I will set the same configuration on an other device and verify they are effectively sent/received and then close the issue.
Thank you. Could you also check that the "sensors" command is able to read a power supply voltage and operating temperature from the dw1000 chip? (The same bug was present on the hwmon code path.)
Sure ! If I don't make mistakes, iwpan only have "list" avaible and not "ops" option. Do you have some code to test that ? (else I'm just going to fill dw1000_hwmon_read() function with the right arguments)

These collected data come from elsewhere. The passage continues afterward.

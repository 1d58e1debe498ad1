//! Cart commands.
//!
//! The cart lives in the session cookie of one client, so `qv cart` run on
//! its own shows a fresh, empty cart.

#![allow(clippy::print_stdout)]

use quick_view_storefront::{AjaxClient, CartSnapshot, QuickViewError};

/// Print the session cart.
pub async fn show(client: &AjaxClient) -> Result<(), QuickViewError> {
    let cart = client.cart_snapshot().await?;
    print_cart(&cart, client.currency());
    Ok(())
}

pub fn print_cart(cart: &CartSnapshot, fallback_currency: &str) {
    if cart.items.is_empty() {
        println!("Cart is empty");
        return;
    }
    for line in cart.describe(fallback_currency) {
        println!("{line}");
    }
    println!("Items: {}", cart.item_count);
}
//! Newtype IDs for type-safe entity references.
//!
//! Shopify's AJAX storefront API returns numeric IDs that overflow `i32`
//! (e.g. `44012345678901`), so every ID here wraps a `u64`.

/// Macro to define a type-safe ID wrapper.
///
/// Creates a newtype wrapper around `u64` with:
/// - `Serialize`/`Deserialize` with `#[serde(transparent)]`
/// - `Debug`, `Clone`, `Copy`, `PartialEq`, `Eq`, `Hash`
/// - Conversion methods: `new()`, `as_u64()`
/// - `From<u64>` and `Into<u64>` implementations
///
/// # Example
///
/// ```rust
/// # use quick_view_core::define_id;
/// define_id!(ProductId);
/// define_id!(VariantId);
///
/// let product_id = ProductId::new(1);
/// let variant_id = VariantId::new(1);
///
/// // These are different types, so this won't compile:
/// // let _: ProductId = variant_id;
/// ```
#[macro_export]
macro_rules! define_id {
    ($name:ident) => {
        #[derive(
            Debug,
            Clone,
            Copy,
            PartialEq,
            Eq,
            Hash,
            ::serde::Serialize,
            ::serde::Deserialize
        )]
        #[serde(transparent)]
        pub struct $name(u64);

        impl $name {
            /// Create a new ID from a u64 value.
            #[must_use]
            pub const fn new(id: u64) -> Self {
                Self(id)
            }

            /// Get the underlying u64 value.
            #[must_use]
            pub const fn as_u64(&self) -> u64 {
                self.0
            }
        }

        impl ::core::fmt::Display for $name {
            fn fmt(&self, f: &mut ::core::fmt::Formatter<'_>) -> ::core::fmt::Result {
                write!(f, "{}", self.0)
            }
        }

        impl From<u64> for $name {
            fn from(id: u64) -> Self {
                Self(id)
            }
        }

        impl From<$name> for u64 {
            fn from(id: $name) -> Self {
                id.0
            }
        }
    };
}

define_id!(ProductId);
define_id!(VariantId);

#[cfg(test)]
#[allow(clippy::unwrap_used)]
mod tests {
    use super::*;

    #[test]
    fn test_variant_id_serializes_as_bare_number() {
        let id = VariantId::new(44_012_345_678_901);
        assert_eq!(serde_json::to_string(&id).unwrap(), "44012345678901");

        let parsed: VariantId = serde_json::from_str("44012345678901").unwrap();
        assert_eq!(parsed, id);
    }

    #[test]
    fn test_id_display() {
        assert_eq!(ProductId::new(42).to_string(), "42");
    }
}
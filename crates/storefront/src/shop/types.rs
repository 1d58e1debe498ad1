//! Wire types for the storefront AJAX API.
//!
//! Product payloads are converted into `quick_view_core` types in
//! `conversions`. The cart snapshot is read-only display data and is exposed
//! as-is.

use quick_view_core::{DecimalSeparator, Price, VariantId};
use serde::{Deserialize, Serialize};

// =============================================================================
// Product Types
// =============================================================================

/// Response body of `GET /products/{handle}.js`.
#[derive(Debug, Deserialize)]
pub(crate) struct ProductJson {
    pub id: u64,
    #[serde(default)]
    pub handle: Option<String>,
    pub title: String,
    /// Minor units.
    pub price: i64,
    /// HTML. Shopify sends `null` for products without a description.
    #[serde(default)]
    pub description: Option<String>,
    #[serde(default)]
    pub images: Vec<String>,
    #[serde(default)]
    pub variants: Vec<VariantJson>,
}

/// A variant inside [`ProductJson`].
#[derive(Debug, Deserialize)]
pub(crate) struct VariantJson {
    pub id: u64,
    #[serde(default)]
    pub title: String,
    /// Size.
    #[serde(default)]
    pub option1: Option<String>,
    /// Color.
    #[serde(default)]
    pub option2: Option<String>,
}

// =============================================================================
// Cart Types
// =============================================================================

/// Error body returned by `POST /cart/add.js` with status 422.
#[derive(Debug, Deserialize)]
pub(crate) struct CartErrorJson {
    #[serde(default)]
    pub message: Option<String>,
    #[serde(default)]
    pub description: Option<String>,
}

impl CartErrorJson {
    pub fn into_reason(self) -> String {
        self.description
            .or(self.message)
            .unwrap_or_else(|| "cart rejected the line".to_string())
    }
}

/// Response body of `GET /cart.js`.
#[derive(Debug, Clone, Default, PartialEq, Eq, Serialize, Deserialize)]
pub struct CartSnapshot {
    /// Cart token.
    #[serde(default)]
    pub token: Option<String>,
    /// Total quantity across lines.
    #[serde(default)]
    pub item_count: u32,
    /// Total in minor units.
    #[serde(default)]
    pub total_price: i64,
    /// ISO 4217 code of the cart currency.
    #[serde(default)]
    pub currency: Option<String>,
    /// Lines in cart order.
    #[serde(default)]
    pub items: Vec<CartItem>,
}

/// One line of a [`CartSnapshot`].
#[derive(Debug, Clone, PartialEq, Eq, Serialize, Deserialize)]
pub struct CartItem {
    /// Variant on this line.
    #[serde(default)]
    pub variant_id: Option<VariantId>,
    /// Product title.
    pub title: String,
    /// Variant title; `null` for single-variant products.
    #[serde(default)]
    pub variant_title: Option<String>,
    pub quantity: u32,
    /// Unit price in minor units.
    pub price: i64,
}

impl CartSnapshot {
    /// Currency of the cart, or `fallback` when the shop did not say.
    #[must_use]
    pub fn currency_or<'a>(&'a self, fallback: &'a str) -> &'a str {
        self.currency.as_deref().unwrap_or(fallback)
    }

    /// Human-readable confirmation, one block per line.
    ///
    /// ```text
    /// Product: Basic Tee
    /// Variant: M / Black
    /// Quantity: 1
    /// Price: 19.99EUR
    /// ---
    /// ```
    #[must_use]
    pub fn describe(&self, fallback_currency: &str) -> Vec<String> {
        let currency = self.currency_or(fallback_currency);
        self.items
            .iter()
            .flat_map(|item| {
                [
                    format!("Product: {}", item.title),
                    format!("Variant: {}", item.variant_title.as_deref().unwrap_or("")),
                    format!("Quantity: {}", item.quantity),
                    format!("Price: {}", item.display_price(currency)),
                    "---".to_string(),
                ]
            })
            .collect()
    }
}

impl CartItem {
    /// Unit price as `12.50EUR`.
    #[must_use]
    pub fn display_price(&self, currency: &str) -> String {
        Price::from_minor(self.price, currency).format(DecimalSeparator::Period)
    }
}
//! Seams between the add-to-cart flow and the storefront.
//!
//! [`AjaxClient`] implements both traits. Tests drive the flow with
//! in-memory doubles instead.

use async_trait::async_trait;
use quick_view_core::{CartLineRequest, Handle, Product};

use crate::shop::{AjaxClient, CartSnapshot, ShopError};

/// Read access to the catalog.
#[async_trait]
pub trait CatalogLookup: Send + Sync {
    /// Fetch a product and its variants. Never cached.
    async fn fetch_product(&self, handle: &Handle) -> Result<Product, ShopError>;
}

/// Write access to the session cart.
#[async_trait]
pub trait CartService: Send + Sync {
    /// Add one line.
    async fn add_line(&self, line: &CartLineRequest) -> Result<(), ShopError>;

    /// Read the cart for confirmation display.
    async fn cart_snapshot(&self) -> Result<CartSnapshot, ShopError>;
}

#[async_trait]
impl CatalogLookup for AjaxClient {
    async fn fetch_product(&self, handle: &Handle) -> Result<Product, ShopError> {
        Self::fetch_product(self, handle).await
    }
}

#[async_trait]
impl CartService for AjaxClient {
    async fn add_line(&self, line: &CartLineRequest) -> Result<(), ShopError> {
        Self::add_line(self, line).await
    }

    async fn cart_snapshot(&self) -> Result<CartSnapshot, ShopError> {
        Self::cart_snapshot(self).await
    }
}
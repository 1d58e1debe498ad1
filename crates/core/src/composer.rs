//! Variant matching, the bonus rule, and cart line planning.
//!
//! Planning is split in two so the pure part can run before any network
//! call:
//!
//! 1. [`plan_cart_lines`] validates the selection, resolves the primary
//!    variant, and decides whether the bonus product is needed.
//! 2. [`CartPlan::into_lines`] takes the bonus product's variants (fetched
//!    by the caller when [`CartPlan::bonus_handle`] is set) and returns the
//!    ordered lines, primary first.

use serde::{Deserialize, Serialize};
use thiserror::Error;

use crate::catalog::Variant;
use crate::types::{Handle, VariantId};

/// Catalog handle used to look up the bonus product.
pub const BONUS_CATALOG_HANDLE: &str = "dark-winter-jacket";

/// Handle the bonus product is shown under on the storefront.
///
/// The imported catalog data uses [`BONUS_CATALOG_HANDLE`] instead, so this
/// one is never fetched.
pub const BONUS_DISPLAY_HANDLE: &str = "soft-winter-jacket";

/// Color that triggers the bonus rule (compared case-insensitively).
pub const BONUS_TRIGGER_COLOR: &str = "black";

/// Size that triggers the bonus rule (compared case-insensitively).
pub const BONUS_TRIGGER_SIZE: &str = "m";

/// Errors from composing cart lines.
#[derive(Debug, Clone, PartialEq, Eq, Error)]
pub enum ComposerError {
    /// Size or color was not chosen.
    #[error("Please select color and size")]
    IncompleteSelection,

    /// No variant has the chosen size and color.
    #[error("Selected variant is not available (size {size:?}, color {color:?})")]
    VariantUnavailable {
        /// Requested size.
        size: String,
        /// Requested color.
        color: String,
    },

    /// The bonus product has no variant to add.
    #[error("Bonus product {0} has no variants")]
    BonusVariantMissing(Handle),
}

impl ComposerError {
    /// Whether the shopper can fix this by changing their selection.
    #[must_use]
    pub const fn is_user_error(&self) -> bool {
        matches!(
            self,
            Self::IncompleteSelection | Self::VariantUnavailable { .. }
        )
    }
}

/// The shopper's size and color choice for one add-to-cart action.
#[derive(Debug, Clone, Default, PartialEq, Eq, Serialize, Deserialize)]
pub struct Selection {
    /// Chosen size, if any.
    pub size: Option<String>,
    /// Chosen color, if any.
    pub color: Option<String>,
}

impl Selection {
    /// A selection with both values chosen.
    #[must_use]
    pub fn new(size: impl Into<String>, color: impl Into<String>) -> Self {
        Self {
            size: Some(size.into()),
            color: Some(color.into()),
        }
    }

    /// Both values, or `IncompleteSelection` if either is missing or empty.
    ///
    /// # Errors
    ///
    /// Returns [`ComposerError::IncompleteSelection`].
    pub fn require(&self) -> Result<(&str, &str), ComposerError> {
        match (self.size.as_deref(), self.color.as_deref()) {
            (Some(size), Some(color)) if !size.is_empty() && !color.is_empty() => {
                Ok((size, color))
            }
            _ => Err(ComposerError::IncompleteSelection),
        }
    }
}

/// One line to post to the cart.
///
/// Serializes to the body `POST /cart/add.js` expects: `{"id": .., "quantity": ..}`.
#[derive(Debug, Clone, Copy, PartialEq, Eq, Hash, Serialize, Deserialize)]
pub struct CartLineRequest {
    /// Variant to add.
    #[serde(rename = "id")]
    pub variant_id: VariantId,
    /// Quantity to add.
    pub quantity: u32,
}

impl CartLineRequest {
    /// A line adding one unit of `variant_id`.
    #[must_use]
    pub const fn single(variant_id: VariantId) -> Self {
        Self {
            variant_id,
            quantity: 1,
        }
    }
}

/// The fixed rule that adds a second product for one size/color combination.
///
/// Trigger values are compared case-insensitively, while variant matching in
/// [`find_variant`] is case-sensitive. A selection of `m` / `BLACK` therefore
/// triggers the rule but will not resolve a variant labelled `M` / `Black`.
#[derive(Debug, Clone, PartialEq, Eq)]
pub struct BonusRule {
    /// Color that triggers the rule.
    pub trigger_color: String,
    /// Size that triggers the rule.
    pub trigger_size: String,
    /// Handle the bonus product is fetched by.
    pub catalog_handle: Handle,
    /// Handle the bonus product is displayed under. Informational only.
    pub display_handle: Handle,
}

impl Default for BonusRule {
    fn default() -> Self {
        Self {
            trigger_color: BONUS_TRIGGER_COLOR.to_owned(),
            trigger_size: BONUS_TRIGGER_SIZE.to_owned(),
            catalog_handle: Handle::from_static(BONUS_CATALOG_HANDLE),
            display_handle: Handle::from_static(BONUS_DISPLAY_HANDLE),
        }
    }
}

impl BonusRule {
    /// Whether a size/color pair triggers the rule.
    #[must_use]
    pub fn is_triggered_by(&self, size: &str, color: &str) -> bool {
        color.to_lowercase() == self.trigger_color.to_lowercase()
            && size.to_lowercase() == self.trigger_size.to_lowercase()
    }
}

/// Find the first variant whose size and color equal the given labels exactly.
#[must_use]
pub fn find_variant<'a>(variants: &'a [Variant], size: &str, color: &str) -> Option<&'a Variant> {
    variants.iter().find(|v| v.matches(size, color))
}

/// Result of the local half of composition.
#[derive(Debug, Clone, PartialEq, Eq)]
pub struct CartPlan {
    primary: CartLineRequest,
    bonus_handle: Option<Handle>,
}

impl CartPlan {
    /// The line for the matched primary variant.
    #[must_use]
    pub const fn primary(&self) -> &CartLineRequest {
        &self.primary
    }

    /// Handle of the bonus product to fetch, when the bonus rule fired.
    #[must_use]
    pub const fn bonus_handle(&self) -> Option<&Handle> {
        self.bonus_handle.as_ref()
    }

    /// Finish the plan with the bonus product's variants.
    ///
    /// When the bonus rule did not fire, `bonus_variants` is ignored and the
    /// result is the primary line alone. Otherwise the first bonus variant is
    /// appended regardless of its options.
    ///
    /// # Errors
    ///
    /// Returns [`ComposerError::BonusVariantMissing`] when the rule fired and
    /// no bonus variant is available.
    pub fn into_lines(
        self,
        bonus_variants: Option<&[Variant]>,
    ) -> Result<Vec<CartLineRequest>, ComposerError> {
        let Some(handle) = self.bonus_handle else {
            return Ok(vec![self.primary]);
        };

        let bonus = bonus_variants
            .and_then(<[Variant]>::first)
            .ok_or(ComposerError::BonusVariantMissing(handle))?;

        Ok(vec![self.primary, CartLineRequest::single(bonus.id)])
    }
}

/// Validate a selection, resolve its variant, and check the bonus rule.
///
/// No I/O happens here; an error means nothing should be fetched or posted.
///
/// # Errors
///
/// - [`ComposerError::IncompleteSelection`] if size or color is missing
/// - [`ComposerError::VariantUnavailable`] if no variant matches
pub fn plan_cart_lines(
    variants: &[Variant],
    selection: &Selection,
    rule: &BonusRule,
) -> Result<CartPlan, ComposerError> {
    let (size, color) = selection.require()?;

    let variant =
        find_variant(variants, size, color).ok_or_else(|| ComposerError::VariantUnavailable {
            size: size.to_owned(),
            color: color.to_owned(),
        })?;

    let bonus_handle = rule
        .is_triggered_by(size, color)
        .then(|| rule.catalog_handle.clone());

    Ok(CartPlan {
        primary: CartLineRequest::single(variant.id),
        bonus_handle,
    })
}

Just install the "lm_sensors" package and run "/usr/bin/sensors": that should be all you need to test it.
[ 414.665010] dw1000 spi0.0: temperature 0x8d (0x7d @ 23degC) is 37035mdegC [ 437.639843] dw1000 spi0.0: voltage 0xae (0xaa @ 3.3V) is 3323mV Seems to work fine.
However I was not able to wind all the parameters required to establish the connection with an other device (I have direct SPI access to the other) :
- Channel number : 2 -> DW1000_CHANNEL_DEFAULT
- Pulse repetition frequency : 2 -> DW1000_PRF_64M
- Preamble length : ??
- Preamble acquisition chunk size : ??
- TX preamble code : 0 -> DW1000_TXPSR_DEFAULT
- RX preamble code : ?? (I suppose 0)
- standard/non-standart SFD : ?? (I suppose standart)
- Data rate : 2 -> DW1000_RATE_6800K
- PHY header mode : ??
- SFD timeout : ??